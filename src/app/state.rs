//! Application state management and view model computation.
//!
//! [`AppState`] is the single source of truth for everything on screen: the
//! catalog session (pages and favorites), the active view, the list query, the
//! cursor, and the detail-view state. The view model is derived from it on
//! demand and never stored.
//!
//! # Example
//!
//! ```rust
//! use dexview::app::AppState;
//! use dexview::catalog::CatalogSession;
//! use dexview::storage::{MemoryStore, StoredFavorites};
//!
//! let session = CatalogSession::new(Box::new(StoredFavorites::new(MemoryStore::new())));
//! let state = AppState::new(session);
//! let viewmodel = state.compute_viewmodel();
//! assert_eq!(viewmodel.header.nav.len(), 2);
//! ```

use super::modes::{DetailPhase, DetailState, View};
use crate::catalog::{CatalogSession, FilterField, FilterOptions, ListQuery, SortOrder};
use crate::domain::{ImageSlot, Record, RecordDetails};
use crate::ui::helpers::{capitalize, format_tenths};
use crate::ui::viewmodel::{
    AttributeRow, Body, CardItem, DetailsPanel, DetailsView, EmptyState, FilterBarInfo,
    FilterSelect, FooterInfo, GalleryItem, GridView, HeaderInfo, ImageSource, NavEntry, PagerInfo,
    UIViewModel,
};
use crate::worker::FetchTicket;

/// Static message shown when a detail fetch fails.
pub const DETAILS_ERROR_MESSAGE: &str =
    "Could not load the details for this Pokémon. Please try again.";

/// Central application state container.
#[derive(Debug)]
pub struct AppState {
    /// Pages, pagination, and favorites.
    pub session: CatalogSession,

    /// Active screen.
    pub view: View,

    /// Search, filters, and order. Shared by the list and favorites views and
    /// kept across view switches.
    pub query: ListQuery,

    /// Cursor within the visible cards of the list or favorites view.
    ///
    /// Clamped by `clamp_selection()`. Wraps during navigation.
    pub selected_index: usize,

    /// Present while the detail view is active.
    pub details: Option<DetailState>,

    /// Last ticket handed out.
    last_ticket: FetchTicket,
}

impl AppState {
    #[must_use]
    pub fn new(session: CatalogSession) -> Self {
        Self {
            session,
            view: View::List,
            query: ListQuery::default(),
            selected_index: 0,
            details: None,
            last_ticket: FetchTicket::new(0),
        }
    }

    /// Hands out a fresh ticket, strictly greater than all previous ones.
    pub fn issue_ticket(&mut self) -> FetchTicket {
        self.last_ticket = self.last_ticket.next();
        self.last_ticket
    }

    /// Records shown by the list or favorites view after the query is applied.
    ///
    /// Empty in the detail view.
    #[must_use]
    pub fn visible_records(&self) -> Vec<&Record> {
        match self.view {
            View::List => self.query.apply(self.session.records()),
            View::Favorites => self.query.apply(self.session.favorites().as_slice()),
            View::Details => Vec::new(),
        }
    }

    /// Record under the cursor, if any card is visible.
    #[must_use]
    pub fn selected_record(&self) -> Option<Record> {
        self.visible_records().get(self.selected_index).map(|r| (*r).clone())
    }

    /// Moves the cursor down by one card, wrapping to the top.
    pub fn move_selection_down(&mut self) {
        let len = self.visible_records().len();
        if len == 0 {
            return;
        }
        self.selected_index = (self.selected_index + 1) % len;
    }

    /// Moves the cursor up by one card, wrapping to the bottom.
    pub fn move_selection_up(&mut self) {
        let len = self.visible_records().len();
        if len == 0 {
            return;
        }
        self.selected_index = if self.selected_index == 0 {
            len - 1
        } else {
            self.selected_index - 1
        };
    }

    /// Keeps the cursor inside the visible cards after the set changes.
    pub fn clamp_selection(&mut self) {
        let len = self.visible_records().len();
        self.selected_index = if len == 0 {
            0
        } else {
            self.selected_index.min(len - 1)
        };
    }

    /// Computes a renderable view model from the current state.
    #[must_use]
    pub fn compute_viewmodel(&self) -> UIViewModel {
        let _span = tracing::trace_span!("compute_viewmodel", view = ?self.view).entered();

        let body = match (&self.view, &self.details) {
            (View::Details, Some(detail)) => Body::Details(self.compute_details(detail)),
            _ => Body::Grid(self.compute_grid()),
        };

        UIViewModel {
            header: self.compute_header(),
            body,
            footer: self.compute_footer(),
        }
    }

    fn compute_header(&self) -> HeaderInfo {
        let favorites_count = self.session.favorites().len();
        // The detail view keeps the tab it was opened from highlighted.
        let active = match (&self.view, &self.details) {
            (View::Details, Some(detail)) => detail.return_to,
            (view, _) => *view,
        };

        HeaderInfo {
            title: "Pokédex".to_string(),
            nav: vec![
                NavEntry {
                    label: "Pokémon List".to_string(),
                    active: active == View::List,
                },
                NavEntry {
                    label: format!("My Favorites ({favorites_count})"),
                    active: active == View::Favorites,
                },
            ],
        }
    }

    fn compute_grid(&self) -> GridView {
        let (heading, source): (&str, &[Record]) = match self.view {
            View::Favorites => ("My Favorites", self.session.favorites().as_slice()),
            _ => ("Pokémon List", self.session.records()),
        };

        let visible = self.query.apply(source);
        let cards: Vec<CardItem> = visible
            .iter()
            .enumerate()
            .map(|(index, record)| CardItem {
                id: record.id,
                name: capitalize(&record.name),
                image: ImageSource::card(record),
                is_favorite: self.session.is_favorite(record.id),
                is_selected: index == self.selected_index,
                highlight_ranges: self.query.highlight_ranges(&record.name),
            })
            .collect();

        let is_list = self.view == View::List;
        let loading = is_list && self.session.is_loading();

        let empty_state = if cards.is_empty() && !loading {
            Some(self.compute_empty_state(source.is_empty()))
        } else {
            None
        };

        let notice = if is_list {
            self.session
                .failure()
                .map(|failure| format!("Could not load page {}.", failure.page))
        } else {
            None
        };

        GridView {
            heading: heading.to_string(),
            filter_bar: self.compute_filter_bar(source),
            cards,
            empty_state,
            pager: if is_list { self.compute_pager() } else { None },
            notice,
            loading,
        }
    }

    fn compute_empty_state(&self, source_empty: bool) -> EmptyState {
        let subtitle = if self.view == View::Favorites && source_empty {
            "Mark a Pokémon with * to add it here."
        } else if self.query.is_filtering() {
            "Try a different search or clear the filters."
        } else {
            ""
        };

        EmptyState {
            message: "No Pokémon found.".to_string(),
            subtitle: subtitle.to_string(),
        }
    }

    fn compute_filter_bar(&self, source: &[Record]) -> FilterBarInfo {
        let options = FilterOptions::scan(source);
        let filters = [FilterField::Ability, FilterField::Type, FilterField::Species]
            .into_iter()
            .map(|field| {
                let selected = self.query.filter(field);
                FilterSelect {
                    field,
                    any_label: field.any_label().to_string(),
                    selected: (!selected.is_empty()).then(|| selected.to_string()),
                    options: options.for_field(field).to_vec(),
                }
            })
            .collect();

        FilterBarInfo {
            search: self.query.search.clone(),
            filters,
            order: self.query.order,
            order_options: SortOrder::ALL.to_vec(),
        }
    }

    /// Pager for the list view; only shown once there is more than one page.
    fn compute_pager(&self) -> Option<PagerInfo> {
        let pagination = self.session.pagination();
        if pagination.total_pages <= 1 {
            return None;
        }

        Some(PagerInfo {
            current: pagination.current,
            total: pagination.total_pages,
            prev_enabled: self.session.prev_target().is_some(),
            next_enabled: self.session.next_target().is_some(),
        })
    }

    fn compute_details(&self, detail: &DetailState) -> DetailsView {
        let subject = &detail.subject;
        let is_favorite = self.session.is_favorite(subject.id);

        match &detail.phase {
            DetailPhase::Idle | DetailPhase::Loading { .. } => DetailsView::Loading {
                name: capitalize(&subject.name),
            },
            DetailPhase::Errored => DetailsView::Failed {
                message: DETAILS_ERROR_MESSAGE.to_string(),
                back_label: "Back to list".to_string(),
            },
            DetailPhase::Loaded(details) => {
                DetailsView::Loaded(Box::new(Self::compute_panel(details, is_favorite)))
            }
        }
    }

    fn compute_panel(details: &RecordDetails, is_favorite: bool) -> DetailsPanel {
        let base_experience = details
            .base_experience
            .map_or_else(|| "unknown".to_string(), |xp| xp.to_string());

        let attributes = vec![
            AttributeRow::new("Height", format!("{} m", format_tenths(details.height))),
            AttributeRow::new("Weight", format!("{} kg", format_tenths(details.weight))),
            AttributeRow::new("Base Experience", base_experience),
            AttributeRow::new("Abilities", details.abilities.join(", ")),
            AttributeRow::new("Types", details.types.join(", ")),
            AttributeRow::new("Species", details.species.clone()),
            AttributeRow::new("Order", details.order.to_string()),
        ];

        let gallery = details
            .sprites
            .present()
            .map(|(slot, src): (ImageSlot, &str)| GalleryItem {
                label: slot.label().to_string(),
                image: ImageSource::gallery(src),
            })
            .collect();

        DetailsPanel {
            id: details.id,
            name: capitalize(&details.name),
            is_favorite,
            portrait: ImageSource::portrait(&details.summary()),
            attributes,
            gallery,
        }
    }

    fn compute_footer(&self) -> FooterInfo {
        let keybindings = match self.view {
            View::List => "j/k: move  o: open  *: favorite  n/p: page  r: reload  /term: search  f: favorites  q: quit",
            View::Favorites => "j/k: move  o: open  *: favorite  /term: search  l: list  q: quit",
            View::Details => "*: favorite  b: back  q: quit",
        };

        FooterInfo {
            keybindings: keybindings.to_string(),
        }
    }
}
━━━━━━━━
# What is needed
In the records above, find each line that holds the word "after"; copy all such lines.

# Exercise answer
    /// Records shown by the list or favorites view after the query is applied.
    /// Keeps the cursor inside the visible cards after the set changes.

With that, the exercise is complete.